Preclinical Studies
PRECLINICAL TESTING STRATEGY
Ausio has conducted a comprehensive series of pharmacologic and safety studies to assess its lead compound, AUS-131, for potential use in humans. Studies have been conducted to support the development of both oral and topical formulations of AUS-131.
ORAL PRECLINICAL PROGRAM
Results of several preclinical studies support the potential efficacy of AUS-131 for the treatment of vasomotor symptoms (VMS) and benign prostatic hyperplasia (BPH).

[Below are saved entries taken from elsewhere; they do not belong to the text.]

//! Keyed bucket placement.
//!
//! Every table position in the address database derives from a 256-bit
//! secret key, so that an adversary cannot predict, and therefore cannot
//! target, the buckets its addresses will land in. The functions here are
//! pure: given the same key, group map and address, they always produce the
//! same bucket and slot, which is what makes placements stable across
//! restarts as long as key and group map are unchanged.
//!
//! Addresses from one *group* (an autonomous system when a group map is
//! loaded, a /16-equivalent prefix otherwise) are confined to a small,
//! key-dependent subset of buckets: 8 of the 256 tried buckets, and 64 of
//! the 1024 new buckets per source group. This is the heart of the
//! anti-eclipse design: acquiring more addresses within one group does not
//! acquire more of the table.

use bitcoin::consensus::encode::{Encodable, VarInt};
use bitcoin_hashes::{sha256d, Hash};

use crate::asmap::Asmap;
use crate::net::{Endpoint, NetAddr};

/// Number of "new" buckets, as a power of two.
pub const NEW_BUCKET_COUNT_LOG2: u32 = 10;
/// Total number of buckets for addresses we haven't connected to.
pub const NEW_BUCKET_COUNT: usize = 1 << NEW_BUCKET_COUNT_LOG2;

/// Number of "tried" buckets, as a power of two.
pub const TRIED_BUCKET_COUNT_LOG2: u32 = 8;
/// Total number of buckets for addresses we have connected to.
pub const TRIED_BUCKET_COUNT: usize = 1 << TRIED_BUCKET_COUNT_LOG2;

/// Bucket capacity, as a power of two.
pub const BUCKET_SIZE_LOG2: u32 = 6;
/// Maximum number of entries in a single bucket.
pub const BUCKET_SIZE: usize = 1 << BUCKET_SIZE_LOG2;

/// Over how many tried buckets the entries from a single group are spread.
pub const TRIED_BUCKETS_PER_GROUP: u64 = 8;
/// Over how many new buckets the entries from a single source group are
/// spread.
pub const NEW_BUCKETS_PER_SOURCE_GROUP: u64 = 64;
/// In how many new buckets a single address may appear.
pub const NEW_BUCKETS_PER_ADDRESS: u32 = 8;

/// The secret key all placements derive from.
pub type Key = [u8; 32];

/// Compute the group an address belongs to, for anti-Sybil bucketing.
///
/// The group is the mapped autonomous system when a group map is loaded and
/// covers the address, otherwise a network-class byte followed by an
/// address-range prefix (/16 for IPv4, /32 for IPv6). Non-routable
/// addresses each form their own group.
pub fn group(addr: &NetAddr, asmap: Option<&Asmap>) -> Vec<u8> {
    // Network class bytes. IPv4 and IPv6 addresses mapped to the same AS
    // share the IPv6 class so that they land in the same group.
    const UNROUTABLE: u8 = 0;
    const IPV4: u8 = 1;
    const IPV6: u8 = 2;
    const ONION: u8 = 3;
    const I2P: u8 = 4;
    const CJDNS: u8 = 5;

    if !addr.is_routable() {
        let mut bytes = vec![UNROUTABLE];
        bytes.extend(addr.key_bytes());
        return bytes;
    }
    if let Some(asmap) = asmap {
        let asn = asmap.lookup(addr);
        if asn != 0 {
            let mut bytes = vec![IPV6];
            bytes.extend_from_slice(&asn.to_le_bytes());
            return bytes;
        }
    }
    match addr {
        NetAddr::Ipv4(ip) => {
            let octets = ip.octets();
            vec![IPV4, octets[0], octets[1]]
        }
        NetAddr::Ipv6(ip) => {
            let octets = ip.octets();
            vec![IPV6, octets[0], octets[1], octets[2], octets[3]]
        }
        NetAddr::TorV3(bytes) => vec![ONION, bytes[0] & 0xf0],
        NetAddr::I2p(bytes) => vec![I2P, bytes[0] & 0xf0],
        NetAddr::Cjdns(ip) => {
            let octets = ip.octets();
            vec![CJDNS, octets[0], octets[1]]
        }
        NetAddr::Unknown(..) => unreachable!("unknown networks are never routable"),
    }
}

/// The tried bucket an endpoint belongs to.
///
/// The bucket is drawn from the 8 buckets assigned to the endpoint's group;
/// which of the 8 is picked depends on the full endpoint, so that two
/// endpoints in one group spread over all of them.
pub fn tried_bucket(key: &Key, endpoint: &Endpoint, asmap: Option<&Asmap>) -> usize {
    let hash1 = Tuple::keyed(key).bytes(&endpoint.key_bytes()).hash();
    let hash2 = Tuple::keyed(key)
        .bytes(&group(&endpoint.addr, asmap))
        .u64(hash1 % TRIED_BUCKETS_PER_GROUP)
        .hash();

    (hash2 % TRIED_BUCKET_COUNT as u64) as usize
}

/// The new bucket an address belongs to, given the source that told us
/// about it.
///
/// The bucket is drawn from the 64 buckets assigned to the source's group;
/// which of the 64 is picked depends on the address's own group.
pub fn new_bucket(key: &Key, addr: &NetAddr, source: &NetAddr, asmap: Option<&Asmap>) -> usize {
    let source_group = group(source, asmap);
    let hash1 = Tuple::keyed(key)
        .bytes(&group(addr, asmap))
        .bytes(&source_group)
        .hash();
    let hash2 = Tuple::keyed(key)
        .bytes(&source_group)
        .u64(hash1 % NEW_BUCKETS_PER_SOURCE_GROUP)
        .hash();

    (hash2 % NEW_BUCKET_COUNT as u64) as usize
}

/// The position of an endpoint within a given bucket.
pub fn bucket_position(key: &Key, new: bool, bucket: usize, endpoint: &Endpoint) -> usize {
    let hash = Tuple::keyed(key)
        .u8(if new { b'N' } else { b'K' })
        .u32(bucket as u32)
        .bytes(&endpoint.key_bytes())
        .hash();

    (hash % BUCKET_SIZE as u64) as usize
}

/// Serialized tuple accumulator for the cheap hash. Variable-length byte
/// strings carry a compact-size length prefix so that the concatenation of
/// fields is unambiguous.
struct Tuple {
    data: Vec<u8>,
}

impl Tuple {
    fn keyed(key: &Key) -> Self {
        Self { data: key.to_vec() }
    }

    fn bytes(mut self, bytes: &[u8]) -> Self {
        VarInt(bytes.len() as u64)
            .consensus_encode(&mut self.data)
            .expect("in-memory writes are infallible");
        self.data.extend_from_slice(bytes);
        self
    }

    fn u8(mut self, value: u8) -> Self {
        self.data.push(value);
        self
    }

    fn u32(mut self, value: u32) -> Self {
        self.data.extend_from_slice(&value.to_le_bytes());
        self
    }

    fn u64(mut self, value: u64) -> Self {
        self.data.extend_from_slice(&value.to_le_bytes());
        self
    }

    /// The low 64 bits of the double-SHA256 of the accumulated tuple.
    fn hash(self) -> u64 {
        let digest = sha256d::Hash::hash(&self.data).into_inner();

        u64::from_le_bytes(digest[..8].try_into().expect("digest is 32 bytes"))
    }
}

#[cfg(test)]
mod tests {
    use super::*;
    use std::collections::BTreeSet;
    use std::net::Ipv4Addr;

    #[test]
    fn test_placement_is_deterministic() {
        let key = [7; 32];
        let endpoint = Endpoint::new(Ipv4Addr::new(250, 1, 2, 3), 8333);

        assert_eq!(
            tried_bucket(&key, &endpoint, None),
            tried_bucket(&key, &endpoint, None)
        );
        assert_eq!(
            bucket_position(&key, true, 5, &endpoint),
            bucket_position(&key, true, 5, &endpoint)
        );
        // A different key places the endpoint elsewhere, with overwhelming
        // probability over positions and buckets combined.
        let other = [8; 32];
        assert!(
            tried_bucket(&other, &endpoint, None) != tried_bucket(&key, &endpoint, None)
                || bucket_position(&other, false, 0, &endpoint)
                    != bucket_position(&key, false, 0, &endpoint)
                || new_bucket(
                    &other,
                    &endpoint.addr,
                    &NetAddr::from(Ipv4Addr::new(1, 1, 1, 1)),
                    None
                ) != new_bucket(
                    &key,
                    &endpoint.addr,
                    &NetAddr::from(Ipv4Addr::new(1, 1, 1, 1)),
                    None
                )
        );
    }

    #[test]
    fn test_group_confinement() {
        let key = [0; 32];

        // All addresses within one /16 are confined to at most 8 distinct
        // tried buckets.
        let mut buckets = BTreeSet::new();
        for c in 0..=255u8 {
            for d in 1..=8u8 {
                let endpoint = Endpoint::new(Ipv4Addr::new(83, 99, c, d), 8333);
                buckets.insert(tried_bucket(&key, &endpoint, None));
            }
        }
        assert!(buckets.len() <= TRIED_BUCKETS_PER_GROUP as usize);
        assert!(buckets.len() > 1, "a group occupies more than one bucket");

        // Addresses learned from sources within one /16 are confined to at
        // most 64 distinct new buckets, regardless of the address's own
        // group.
        let mut buckets = BTreeSet::new();
        for a in 1..=200u8 {
            let addr = NetAddr::from(Ipv4Addr::new(a, 2, 3, 4));
            for d in 1..=4u8 {
                let source = NetAddr::from(Ipv4Addr::new(10, 0, 0, d));
                buckets.insert(new_bucket(&key, &addr, &source, None));
            }
        }
        assert!(buckets.len() <= NEW_BUCKETS_PER_SOURCE_GROUP as usize);
    }

    #[test]
    fn test_group_by_asn() {
        // Addresses in different /16s that map to the same AS share a group.
        //
        // The map is a single `RETURN 42`, assigning every address to AS42.
        // Bit layout, LSB-first per byte: one zero bit for the opcode, a
        // zero field-prefix bit, then 15 ASN value bits, most significant
        // first.
        let mut bitvec = vec![false, false];
        let asn_minus_min: u16 = 42 - 1;
        for shift in (0..15).rev() {
            bitvec.push((asn_minus_min >> shift) & 1 == 1);
        }
        let mut bytes = vec![0u8; 3];
        for (i, bit) in bitvec.iter().enumerate() {
            if *bit {
                bytes[i / 8] |= 1 << (i % 8);
            }
        }
        let asmap = Asmap::decode(&bytes).unwrap();

        let a = NetAddr::from(Ipv4Addr::new(1, 2, 3, 4));
        let b = NetAddr::from(Ipv4Addr::new(99, 240, 1, 1));
        assert_eq!(group(&a, Some(&asmap)), group(&b, Some(&asmap)));
        assert_ne!(group(&a, None), group(&b, None));

        // Tor addresses are outside IP space and keep their prefix group.
        let tor = NetAddr::TorV3([0x17; 32]);
        assert_eq!(group(&tor, Some(&asmap)), group(&tor, None));
    }
}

The preclinical safety program included the following studies, conducted in full compliance with the International Conference on Harmonization (ICH) guidelines and Good Laboratory Practices (GLP):
- Genotoxicity battery: bacterial mutation, chromosome aberration, and in vivo rat micronucleus tests
- Pharmacology and safety studies: respiratory, cardiovascular, and neurotoxicity
- Metabolism studies: protein binding and cytochrome P450 induction and inhibition
- Absorption, distribution, metabolism and excretion studies using radiolabeled AUS-131 in rodent and non-rodent models
- 28-day repeat dose toxicity studies (with recovery period) in rodent and non-rodent models
- Pharmacokinetic studies after single and repeat dose in rodent and non-rodent models using validated, chiral analytical methods
Results of these studies support the safety of AUS-131 in the Phase 1 studies that have been completed as well as the ongoing Phase 2a clinical trials.
TOPICAL PROGRAM
Based on the antioxidant properties and potential dermal benefits, Ausio developed prototype gel and cream formulations of AUS-131 for testing in humans. The formulation success criteria included a) acceptable cosmetic and pharmaceutical status of ingredients, b) solubility, c) chemical and physical stability of compound in formulation, d) in vitro dermal delivery targeting in the skin (Franz cell model), and e) dermal safety in preclinical studies. Clinical studies have been conducted on two prototype formulations and confirm the antiblemish benefits of AUS-131.